Isojärvi Jouko I T
Department of Neurology, University of Oulu, Oulu, Finland.
Neurology. 2003 Sep 1;61(6 Suppl 2):S27-34. doi: 10.1212/wnl.61.6_suppl_2.s27.
Reproductive endocrine disorders, such as polycystic ovary syndrome (PCOS), hypothalamic amenorrhea, premature menopause, and hyperprolactinemia, are reported to be more common in women with epilepsy than in the general female population. Epilepsy itself may affect reproductive endocrine function. For example, the prevalence of PCOS appears to be high even among women with epilepsy who do not take antiepileptic drugs (AEDs). However, AEDs also induce various changes in endocrine function. The hepatic enzyme-inducing AEDs phenytoin and carbamazepine (CBZ) have been shown to increase serum levels of sex hormone-binding globulin (SHBG). This increase leads in time to a diminished estradiol:SHBG ratio and decreased bioactivity of estradiol, which may result in menstrual disorders in some women receiving long-term CBZ treatment. Enzyme-inducing AEDs also can reduce the efficacy of oral contraceptives. In women with epilepsy who are treated with valproate (VPA), especially in those who have gained weight during treatment, polycystic ovaries, hyperandrogenism, and menstrual disorders appear to be common. After the start of VPA therapy in a woman with epilepsy, the length of the menstrual cycles and body weight should be monitored. Transvaginal ultrasonography of the ovaries is indicated if the menstrual cycles are prolonged and serum testosterone levels are elevated, especially if there is associated weight gain. The endocrine effects of the new AEDs have not been widely studied. However, treatment with these agents should be considered in women who develop reproductive endocrine dysfunction during treatment with the older AEDs.

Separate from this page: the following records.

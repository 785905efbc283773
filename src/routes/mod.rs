pub mod assignments;

pub mod attendance;

pub mod auth;

pub mod divisions;

pub mod performance;

pub mod reports;

pub mod tests;

pub mod users;

pub use assignments::configure_assignment_routes;
pub use attendance::configure_attendance_routes;
pub use auth::configure_auth_routes;
pub use divisions::configure_division_routes;
pub use performance::configure_performance_routes;
pub use reports::configure_report_routes;
pub use tests::configure_test_routes;
pub use users::configure_user_routes;
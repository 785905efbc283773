use serde::{Deserialize, Serialize};
use ts_rs::TS;

// 班级分组实体
// (name, year, branch) 唯一，创建后不再修改
#[derive(Debug, Clone, Serialize, Deserialize, TS)]
#[ts(export, export_to = "../frontend/src/types/generated/division.ts")]
pub struct Division {
    pub id: i64,
    pub name: String,
    pub year: String,
    pub branch: String,
    pub created_at: chrono::DateTime<chrono::Utc>,
}
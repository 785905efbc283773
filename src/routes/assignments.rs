use actix_web::{HttpRequest, HttpResponse, Result as ActixResult, web};
use once_cell::sync::Lazy;

use crate::middlewares;
use crate::models::assignments::requests::AssignTeacherRequest;
use crate::models::users::entities::UserRole;
use crate::services::AssignmentService;

// 懒加载的全局 AssignmentService 实例
static ASSIGNMENT_SERVICE: Lazy<AssignmentService> = Lazy::new(AssignmentService::new_lazy);

// HTTP处理程序
pub async fn assign_teacher(
    req: HttpRequest,
    assign_data: web::Json<AssignTeacherRequest>,
) -> ActixResult<HttpResponse> {
    ASSIGNMENT_SERVICE
        .assign_teacher(assign_data.into_inner(), &req)
        .await
}

pub async fn list_assignments(req: HttpRequest) -> ActixResult<HttpResponse> {
    ASSIGNMENT_SERVICE.list_assignments(&req).await
}

pub async fn list_my_assignments(req: HttpRequest) -> ActixResult<HttpResponse> {
    ASSIGNMENT_SERVICE.list_my_assignments(&req).await
}

// 配置路由
pub fn configure_assignment_routes(cfg: &mut web::ServiceConfig) {
    cfg.service(
        web::scope("/api/v1/assignments")
            .wrap(middlewares::RequireJWT)
            .service(
                web::resource("")
                    .route(
                        web::get()
                            .to(list_assignments)
                            // 仅管理员可以查看全部指派
                            .wrap(middlewares::RequireRole::new_any(UserRole::admin_roles())),
                    )
                    .route(
                        web::post()
                            .to(assign_teacher)
                            .wrap(middlewares::RequireRole::new_any(UserRole::admin_roles())),
                    ),
            )
            .service(
                web::resource("/mine").route(
                    web::get()
                        .to(list_my_assignments)
                        // 教师查看自己的指派
                        .wrap(middlewares::RequireRole::new_any(UserRole::teacher_roles())),
                ),
            ),
    );
}
use actix_web::{HttpRequest, HttpResponse, Result as ActixResult};

use super::ReportService;
use crate::aggregation::marks::{
    group_marks_by_student, needs_improvement_by_overall_mean, overall_percentage_mean_of_means,
    subject_averages_recorded_only,
};
use crate::aggregation::round2;
use crate::models::performance::responses::ImprovementReportResponse;
use crate::models::tests::{requests::ImprovementParams, responses::ImprovementEntry};
use crate::models::users::requests::StudentFilter;
use crate::models::{ApiResponse, ErrorCode};

/// 进步报表载荷
///
/// 与需进步名单共用 recorded-only 科目均值，但入选阈值不同：
/// 这里按总体均值（mean-of-means）严格低于 50% 判定，
/// 名单端点则按任一科目均值低于 40% 判定。两套口径并存。
pub async fn improvement_report(
    service: &ReportService,
    params: ImprovementParams,
    request: &HttpRequest,
) -> ActixResult<HttpResponse> {
    let Some(division_id) = params.division_id else {
        return Ok(HttpResponse::BadRequest().json(ApiResponse::error_empty(
            ErrorCode::MissingParameter,
            "division_id 参数缺失",
        )));
    };

    let storage = service.get_storage(request);

    let division = match storage.get_division_by_id(division_id).await {
        Ok(Some(division)) => division,
        Ok(None) => {
            return Ok(HttpResponse::NotFound().json(ApiResponse::error_empty(
                ErrorCode::DivisionNotFound,
                "分组不存在",
            )));
        }
        Err(e) => {
            return Ok(
                HttpResponse::InternalServerError().json(ApiResponse::error_empty(
                    ErrorCode::InternalServerError,
                    format!("查询分组失败: {e}"),
                )),
            );
        }
    };

    let students = match storage
        .list_students(StudentFilter {
            division_id: Some(division_id),
            ..Default::default()
        })
        .await
    {
        Ok(students) => students,
        Err(e) => {
            return Ok(
                HttpResponse::InternalServerError().json(ApiResponse::error_empty(
                    ErrorCode::InternalServerError,
                    format!("查询学生失败: {e}"),
                )),
            );
        }
    };

    let student_ids: Vec<i64> = students.iter().map(|s| s.id).collect();
    let rows = match storage
        .find_test_marks_with_tests_by_students(&student_ids)
        .await
    {
        Ok(rows) => rows,
        Err(e) => {
            return Ok(
                HttpResponse::InternalServerError().json(ApiResponse::error_empty(
                    ErrorCode::InternalServerError,
                    format!("查询成绩失败: {e}"),
                )),
            );
        }
    };
    let marks_by_student = group_marks_by_student(&rows);

    let mut improvement_students = Vec::new();
    for student in &students {
        let marks = marks_by_student
            .get(&student.id)
            .map_or(&[][..], |v| v.as_slice());
        let averages = subject_averages_recorded_only(marks);

        if needs_improvement_by_overall_mean(&averages) {
            improvement_students.push(ImprovementEntry {
                id: student.id,
                name: student.profile.name.clone(),
                prn: student.profile.prn.clone().unwrap_or_default(),
                percentage: round2(overall_percentage_mean_of_means(&averages)),
                avg_coding: round2(averages.coding),
                avg_aptitude: round2(averages.aptitude),
                avg_technical: round2(averages.technical),
            });
        }
    }

    Ok(HttpResponse::Ok().json(ApiResponse::success(
        ImprovementReportResponse {
            division_name: division.name,
            students: improvement_students,
        },
        "查询成功",
    )))
}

据报道,生殖内分泌紊乱,如多囊卵巢综合征(PCOS)、下丘脑性闭经、过早绝经和高泌乳素血症,在癫痫女性中比在普通女性人群中更为常见。癫痫本身可能会影响生殖内分泌功能。例如,即使在未服用抗癫痫药物(AEDs)的癫痫女性中,PCOS的患病率似乎也很高。然而,AEDs也会引起内分泌功能的各种变化。肝酶诱导性AEDs苯妥英和卡马西平(CBZ)已被证明会增加血清性激素结合球蛋白(SHBG)水平。这种增加最终会导致雌二醇与SHBG的比例降低以及雌二醇生物活性下降,这可能会导致一些长期接受CBZ治疗的女性出现月经紊乱。酶诱导性AEDs还会降低口服避孕药的疗效。在接受丙戊酸盐(VPA)治疗的癫痫女性中,尤其是那些在治疗期间体重增加的女性,多囊卵巢、高雄激素血症和月经紊乱似乎很常见。癫痫女性开始VPA治疗后,应监测月经周期长度和体重。如果月经周期延长且血清睾酮水平升高,尤其是伴有体重增加时,建议进行经阴道卵巢超声检查。新型AEDs的内分泌作用尚未得到广泛研究。然而,对于在用旧型AEDs治疗期间出现生殖内分泌功能障碍的女性,应考虑使用这些药物进行治疗。